Many people have square heads. There is little enough to be interpreted from this characteristic, though to some minds a square head may naturally imply sturdy common sense and a regular attitude to life. A good square head is commonly viewed as virtually a guarantee of correct behaviour and a restrained attitude towards vanity and frivolity. Lombroso’s forensic art of physiognomy being now just as discredited as palmistry or phrenology, we may turn with more confidence to Thomas Carlyle’s shrewd and succinct assessment of Mrs Browning as being ‘the type of a Scottish gentlewoman’. 2 The phrase is evocative enough for those who, like Carlyle, have enjoyed some personal experience and acquired some understanding at first hand of the culture that has bred and refined the Scottish gentlewoman over the generations.
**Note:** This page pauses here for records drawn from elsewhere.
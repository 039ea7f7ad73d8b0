//! Dry-run transport writing candump-style trace lines
//!
//! Each frame becomes one line:
//!
//! ```text
//! (1760788800.123456) kvaser0 0C1#0000484409000000
//! ```

use bte_codec::{Frame, Transport, TransportConfig, TransportError};
use chrono::{DateTime, Local};
use std::io::Write;

pub struct TraceTransport<W: Write> {
    writer: W,
    config: TransportConfig,
    sent: usize,
}

impl<W: Write> TraceTransport<W> {
    pub fn new(writer: W, config: TransportConfig) -> Self {
        log::debug!("Dry-run transport on {}", config);
        Self {
            writer,
            config,
            sent: 0,
        }
    }

    /// Number of frames written so far
    pub fn sent(&self) -> usize {
        self.sent
    }

    fn write_frame(&mut self, frame: &Frame, timestamp: DateTime<Local>) -> std::io::Result<()> {
        let id = if frame.is_extended() {
            format!("{:08X}", frame.id())
        } else {
            format!("{:03X}", frame.id())
        };
        let data: String = frame.data().iter().map(|b| format!("{:02X}", b)).collect();

        writeln!(
            self.writer,
            "({}.{:06}) {}{} {}#{}",
            timestamp.timestamp(),
            timestamp.timestamp_subsec_micros(),
            self.config.interface,
            self.config.channel,
            id,
            data
        )?;
        self.writer.flush()
    }
}

impl<W: Write> Transport for TraceTransport<W> {
    fn send(&mut self, frame: &Frame) -> Result<(), TransportError> {
        self.write_frame(frame, Local::now())?;
        self.sent += 1;
        log::trace!("Trace frame #{}: {}", self.sent, frame);
        Ok(())
    }
}

#[cfg(test)]
mod tests {
    use super::*;
    use bte_codec::transport::CanInterface;
    use chrono::TimeZone;

    #[test]
    fn test_trace_line_format() {
        let config = TransportConfig {
            interface: CanInterface::Pcan,
            channel: 1,
            ..TransportConfig::default()
        };
        let mut trace = TraceTransport::new(Vec::new(), config);
        let timestamp = Local.timestamp_opt(1_700_000_000, 250_000_000).unwrap();

        let frame = Frame::new(0xC1, &[0x00, 0x00, 0x48, 0x44, 0x0A], false).unwrap();
        trace.write_frame(&frame, timestamp).unwrap();
        let extended = Frame::new(0x18DA_F110, &[], true).unwrap();
        trace.write_frame(&extended, timestamp).unwrap();

        let text = String::from_utf8(trace.writer).unwrap();
        let lines: Vec<&str> = text.lines().collect();
        assert_eq!(lines[0], "(1700000000.250000) pcan1 0C1#000048440A");
        assert_eq!(lines[1], "(1700000000.250000) pcan1 18DAF110#");
    }

    #[test]
    fn test_send_counts_frames() {
        let mut trace = TraceTransport::new(Vec::new(), TransportConfig::default());
        let frame = Frame::new(0x288, &[], false).unwrap();
        trace.send(&frame).unwrap();
        trace.send(&frame).unwrap();
        assert_eq!(trace.sent(), 2);

        let text = String::from_utf8(trace.writer).unwrap();
        assert!(text.lines().all(|l| l.ends_with("kvaser0 288#")));
    }
}
//! Top-level client facade for the QoP cloud platform.

use std::sync::Arc;

use tracing::{debug, instrument};

use crate::api::ApiClient;
use crate::cluster::ClusterConfig;
use crate::error::{QopError, QopResult};
use crate::instance::SimulatorInstance;
use crate::version::QopVersion;

/// Default endpoint host of the cloud platform API.
pub const DEFAULT_HOST: &str = "qm-saas.quantum-machines.co";

/// Default endpoint port of the cloud platform API.
pub const DEFAULT_PORT: u16 = 443;

const DEFAULT_PROTOCOL: &str = "https";

/// Authenticated client for the QoP cloud platform.
///
/// Logs in at construction — a [`QopCloud`] value always holds a valid
/// session — and hands out unspawned [`SimulatorInstance`]s bound to its
/// session.
///
/// # Example
///
/// ```ignore
/// use qop_cloud::{QopCloud, QopVersion, ClusterConfig};
///
/// #[tokio::main]
/// async fn main() -> anyhow::Result<()> {
///     let client = QopCloud::connect("user@example.com", "password").await?;
///
///     let mut config = ClusterConfig::new();
///     config.controller()?.lf_fems([1, 2])?.mw_fems([3])?;
///
///     let mut sim = client.simulator(QopVersion::LATEST, Some(config))?;
///     sim.run(|handle| async move {
///         println!("simulator at {}:{}", handle.host, handle.port);
///         Ok(())
///     })
///     .await?;
///
///     Ok(())
/// }
/// ```
#[derive(Debug)]
pub struct QopCloud {
    /// Shared session-authenticated API client.
    api: Arc<ApiClient>,
    /// Default auto-cleanup policy for instances created by this client.
    auto_cleanup: bool,
}

impl QopCloud {
    /// Connect to the default production endpoint and log in.
    ///
    /// Construction fails if authentication fails; no unauthenticated client
    /// is ever handed out.
    pub async fn connect(
        email: impl Into<String>,
        password: impl Into<String>,
    ) -> QopResult<Self> {
        Self::connect_to(DEFAULT_HOST, DEFAULT_PORT, email, password).await
    }

    /// Connect to a custom endpoint (useful for testing) and log in.
    #[instrument(skip(email, password))]
    pub async fn connect_to(
        host: impl Into<String> + std::fmt::Debug,
        port: u16,
        email: impl Into<String>,
        password: impl Into<String>,
    ) -> QopResult<Self> {
        let mut api = ApiClient::new(DEFAULT_PROTOCOL, host, port, email, password)?;
        api.login().await?;
        debug!("connected to {}:{}", api.host(), api.port());

        Ok(Self {
            api: Arc::new(api),
            auto_cleanup: true,
        })
    }

    /// Set the auto-cleanup policy for instances created afterwards.
    ///
    /// With auto-cleanup disabled, scoped use leaves the remote instance
    /// running until it expires or is closed explicitly. Defaults to `true`.
    pub fn with_auto_cleanup(mut self, auto_cleanup: bool) -> Self {
        self.auto_cleanup = auto_cleanup;
        self
    }

    /// Create a fresh, unspawned simulator instance for the given version.
    ///
    /// Cluster topologies are a v3-only feature: supplying one with a
    /// version whose major component is not 3 fails with a validation error.
    pub fn simulator(
        &self,
        version: QopVersion,
        cluster_config: Option<ClusterConfig>,
    ) -> QopResult<SimulatorInstance> {
        if cluster_config.is_some() && !version.supports_cluster_config() {
            return Err(QopError::Validation(
                "cluster configuration is only supported for QoP v3.x.x".into(),
            ));
        }

        Ok(SimulatorInstance::new(
            self.api.clone(),
            version,
            cluster_config,
            self.auto_cleanup,
        ))
    }

    /// Close every simulator instance owned by this session's credential,
    /// including ones not tracked by any local [`SimulatorInstance`].
    pub async fn close_all(&self) -> QopResult<()> {
        self.api.close_all_simulators().await
    }

    /// Endpoint host of the cloud platform API.
    pub fn host(&self) -> &str {
        self.api.host()
    }

    /// Endpoint port of the cloud platform API.
    pub fn port(&self) -> u16 {
        self.api.port()
    }
}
She is a woman to be reckoned with. Since we know nothing but bromides and pleasing praises of Sarah Anna’s temperament beyond what may be conjectured, particularly from Carlyle’s brief but telling phrase, we may take it that she was quieter and more phlegmatic than Jane Welsh, Carlyle’s own Scottish gentlewoman wife whose verbal flyting could generally be relied upon to rattle the teeth and teacups of visitors to Carlyle’s London house in Cheyne Walk.
Mrs Browning’s father was German. Her grandfather is said to have been a Hamburg merchant whose son William is generally agreed to have become, in a small way, a ship owner in Dundee and to have married a Scotswoman. She was born Sarah Anna Wiedemann in Scotland, in the early 1770s, and while still a girl came south with her sister Christiana to lodge with an uncle in Camberwell. Her history before marriage is not known to have been remarkable; after marriage it was not notably dramatic. There is only the amplest evidence that she was worthily devoted to her hearth, garden, husband, and children.
Mrs Browning’s head so fascinated Alfred Domett that he continued to refer to it in a domestic anecdote agreeably designed to emphasize the affection that existed between mother and son: ‘On one occasion, in the act of tossing a little roll of music from the table to the piano, he thought it had touched her head in passing her, and I remember how he ran to her to apologise and caress her, though I think she had not felt it.’ 3 Sarah Anna Browning’s head was at least tenderly regarded and respected by Robert, her son, who—since he has left no description of it to posterity in prose or poetry—either refrained from disobliging comment or regarded its shape as in no respect unusual.
Mrs Browning was a Dissenter; her creed was Nonconformist, a somewhat austere faith that partook of no sacraments and reprobated ritual. She—and, nine years into their marriage, her husband—adhered to the Congregational Church, the chapel in York Street, Walworth, which the Browning family attended regularly to hear the preaching of the incumbent, the Revd George Clayton, characterized in the British Weekly of 20 December 1889 as one who ‘combined the character of a saint, a dancing master, and an orthodox eighteenth-century theologian in about equal proportions’. 4 Before professing Congregationalism, she had been brought up—said Sarianna, her daughter, to Mrs Alexandra Sutherland Orr—in the Church of Scotland. One of the books that is recorded as a gift from Mrs Browning to her son is an anthology of sermons, inscribed by him on the flyleaf as a treasured possession and fond remembrance of his mother. As a token of maternal concern for her son’s spiritual welfare it was perfectly appropriate, and might perhaps have been intended as a modest counterweight to the large and eclectic library of books—six thousand volumes, more or less—that her husband had collected, continued to collect, and through which her precocious son was presently and diligently reading his way.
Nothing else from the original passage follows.